Matthew Arnold somewhere tells us that all great poetry has one or both of two attributes: "Natural Magic" and "Moral Profundity." Whatever these two phrases may mean upon first sight, after examining their true import it will be appreciated that the greatest English critic did not consider poetry a thing for the closet, or sentimental matter only to be read by the melancholy lovelorn to his sentimental maid. The effect of the natural magic of a summer's night, of the sea breaking upon the wind-swept coast, of the sea gull's flight, is apparent and valued by everyone. What are most holidays other than periods during which we absorb appearances and sensations, that enter our personalities and remain part of ourselves during the succeeding year of work? "Natural Magic" is that which acts upon us as a holiday influence, compounded perhaps of beauty, mystery, fear or sentiment, which for the moment or for eternity gives our minds entrance into a realm of new and pleasurable things. Read Samuel Taylor Coleridge's "Kubla Khan" and you will find the essence of natural magic. You enter a realm, indeed, of magic and witchery, for

In Xanadu did Kubla Khan

A stately pleasure-dome decree:

Where Alph, the sacred river, ran

Through caverns measureless to man

Down to a sunless sea.

Do those lines charm you? They charm most of us and the cadence of the words, the confused picture of Xanadu, have become our own,—riches with which we would not care to part.

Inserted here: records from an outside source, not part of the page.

//! Cryptographic error types.

use thiserror::Error;

/// Errors raised while sealing or opening credential envelopes.
#[derive(Debug, Error)]
pub enum CryptoError {
    /// Master key has the wrong size or encoding.
    #[error("invalid master key: {0}")]
    InvalidKey(String),

    /// Key derivation failed.
    #[error("key derivation failed: {0}")]
    Derivation(String),

    /// Encryption failed.
    #[error("encryption failed: {0}")]
    Encryption(String),

    /// Ciphertext could not be authenticated or decrypted.
    #[error("decryption failed: {0}")]
    Decryption(String),
}
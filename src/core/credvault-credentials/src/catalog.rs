//! Catalog of known credential specs.
//!
//! A spec describes one external service credential: which tools or node
//! types need it, where a user obtains it, and how it maps onto a stored
//! credential (`credential_id` / `credential_key`).

use std::path::Path;

use serde::{Deserialize, Serialize};
use tracing::info;

use crate::error::SetupError;

/// Description of a credential that agents may require.
#[derive(Debug, Clone, PartialEq, Eq, Serialize, Deserialize)]
pub struct CredentialSpec {
    /// Catalog name, e.g. `brave_search`.
    pub credential_name: String,
    /// Store id when it differs from the name.
    #[serde(default)]
    pub credential_id: Option<String>,
    /// Environment variable that may supply the secret instead of the store.
    pub env_var: String,
    /// Human readable purpose.
    #[serde(default)]
    pub description: String,
    /// Where to obtain the credential.
    #[serde(default)]
    pub help_url: String,
    /// Tools that need this credential.
    #[serde(default)]
    pub tools: Vec<String>,
    /// Node types that need this credential.
    #[serde(default)]
    pub node_types: Vec<String>,
    /// Whether a pasted API key is accepted.
    #[serde(default = "default_true")]
    pub direct_api_key_supported: bool,
    /// Whether the credential can be provisioned through Aden OAuth sync.
    #[serde(default)]
    pub aden_supported: bool,
    /// Key name inside the stored credential.
    #[serde(default = "default_credential_key")]
    pub credential_key: String,
}

fn default_true() -> bool {
    true
}

fn default_credential_key() -> String {
    "api_key".to_string()
}

impl CredentialSpec {
    /// Store id: the explicit id or else the name.
    pub fn store_id(&self) -> &str {
        self.credential_id.as_deref().unwrap_or(&self.credential_name)
    }
}

/// Ordered collection of [`CredentialSpec`]s.
#[derive(Debug, Clone, Default)]
pub struct SpecCatalog {
    specs: Vec<CredentialSpec>,
}

impl SpecCatalog {
    /// Empty catalog.
    pub fn new() -> Self {
        Self::default()
    }

    /// Catalog with the built-in service specs.
    pub fn builtin() -> Self {
        let mut catalog = Self::new();
        for spec in builtin_specs() {
            catalog.insert(spec);
        }
        catalog
    }

    /// Adds a spec, replacing one with the same name in place.
    pub fn insert(&mut self, spec: CredentialSpec) {
        match self
            .specs
            .iter_mut()
            .find(|s| s.credential_name == spec.credential_name)
        {
            Some(existing) => *existing = spec,
            None => self.specs.push(spec),
        }
    }

    /// Merges a JSON array of specs from `path`.
    pub fn load_file(&mut self, path: impl AsRef<Path>) -> Result<usize, SetupError> {
        let path = path.as_ref();
        let invalid = |reason: String| SetupError::InvalidCatalog {
            path: path.to_path_buf(),
            reason,
        };

        let raw = std::fs::read_to_string(path).map_err(|e| invalid(e.to_string()))?;
        let specs: Vec<CredentialSpec> =
            serde_json::from_str(&raw).map_err(|e| invalid(e.to_string()))?;

        let count = specs.len();
        for spec in specs {
            self.insert(spec);
        }
        info!(path = %path.display(), count, "Loaded credential specs");
        Ok(count)
    }

    /// Looks up a spec by name.
    pub fn get(&self, name: &str) -> Option<&CredentialSpec> {
        self.specs.iter().find(|s| s.credential_name == name)
    }

    /// Specs in insertion order.
    pub fn iter(&self) -> impl Iterator<Item = &CredentialSpec> {
        self.specs.iter()
    }

    /// Number of specs.
    pub fn len(&self) -> usize {
        self.specs.len()
    }

    /// Whether the catalog is empty.
    pub fn is_empty(&self) -> bool {
        self.specs.is_empty()
    }
}

fn spec(
    name: &str,
    env_var: &str,
    description: &str,
    help_url: &str,
    tools: &[&str],
    node_types: &[&str],
) -> CredentialSpec {
    CredentialSpec {
        credential_name: name.to_string(),
        credential_id: None,
        env_var: env_var.to_string(),
        description: description.to_string(),
        help_url: help_url.to_string(),
        tools: tools.iter().map(|t| t.to_string()).collect(),
        node_types: node_types.iter().map(|t| t.to_string()).collect(),
        direct_api_key_supported: true,
        aden_supported: false,
        credential_key: default_credential_key(),
    }
}

fn builtin_specs() -> Vec<CredentialSpec> {
    let llm_nodes = ["llm_generate", "llm_tool_use"];

    vec![
        spec(
            "anthropic",
            "ANTHROPIC_API_KEY",
            "API key for Anthropic Claude models",
            "https://console.anthropic.com/settings/keys",
            &[],
            &llm_nodes,
        ),
        spec(
            "openai",
            "OPENAI_API_KEY",
            "API key for OpenAI models",
            "https://platform.openai.com/api-keys",
            &[],
            &[],
        ),
        spec(
            "brave_search",
            "BRAVE_SEARCH_API_KEY",
            "API key for Brave Search",
            "https://brave.com/search/api/",
            &["web_search"],
            &[],
        ),
        CredentialSpec {
            credential_id: Some("google".to_string()),
            ..spec(
                "google_search",
                "GOOGLE_API_KEY",
                "API key for Google Custom Search",
                "https://developers.google.com/custom-search/v1/overview",
                &["google_search"],
                &[],
            )
        },
        spec(
            "github",
            "GITHUB_TOKEN",
            "Personal access token for the GitHub API",
            "https://github.com/settings/tokens",
            &[
                "github_list_repos",
                "github_get_repo",
                "github_search_repos",
                "github_list_issues",
                "github_create_issue",
                "github_list_pull_requests",
            ],
            &[],
        ),
        CredentialSpec {
            aden_supported: true,
            direct_api_key_supported: false,
            credential_key: "access_token".to_string(),
            ..spec(
                "hubspot",
                "HUBSPOT_ACCESS_TOKEN",
                "OAuth access token for the HubSpot CRM",
                "https://developers.hubspot.com/docs/api/private-apps",
                &[
                    "hubspot_search_contacts",
                    "hubspot_get_contact",
                    "hubspot_create_contact",
                    "hubspot_search_deals",
                ],
                &[],
            )
        },
    ]
}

Every time I read them the blunt edge of life is worn off, living regains its sharpness, I have to an extent experienced an ecstasy, taken a holiday.

It is hard to define the exhilaration of a canter across the meadows upon a crisp October day, or the impulse that surges through you as you look to the ocean breathing the sea breeze, or the sense of religious comradeship that grips you when in the midst of a crowd, great with a single purpose,—but this is all of the true stuff of Natural Magic. Your sensations are not of the minute, but of all time, as they have vivified your soul and become part and parcel of your personality.

It is so with the poets who sing you a song or breathe a sentiment that is not oral, not didactic, not purposeful, but of the stuff that thrills the spirit of man,—their charm is impossible to define, it must be felt, and for having felt it, your spirit is of a color different from what it was before. As Corot's landscapes painted in the forest of Fontainebleau are said to express the emotion of the painter when in the presence of nature, so does the lyric poet of magical gift express his feelings, lay bare his soul with its emotions and vacillations. The sadness and sensuous mystery of Edgar Allan Poe, the marvellous ability of Tennyson to fit the most exquisite words to the most subtle incantations of beauty, the thrill of romance in Shakespearean England as depicted by our contemporary, Alfred Noyes, the appetite for sensuous delights of Keats, the tuneful, heartfelt songs of the Cavalier poets—these are of natural magic, of delight to the human soul, of the spirit of art.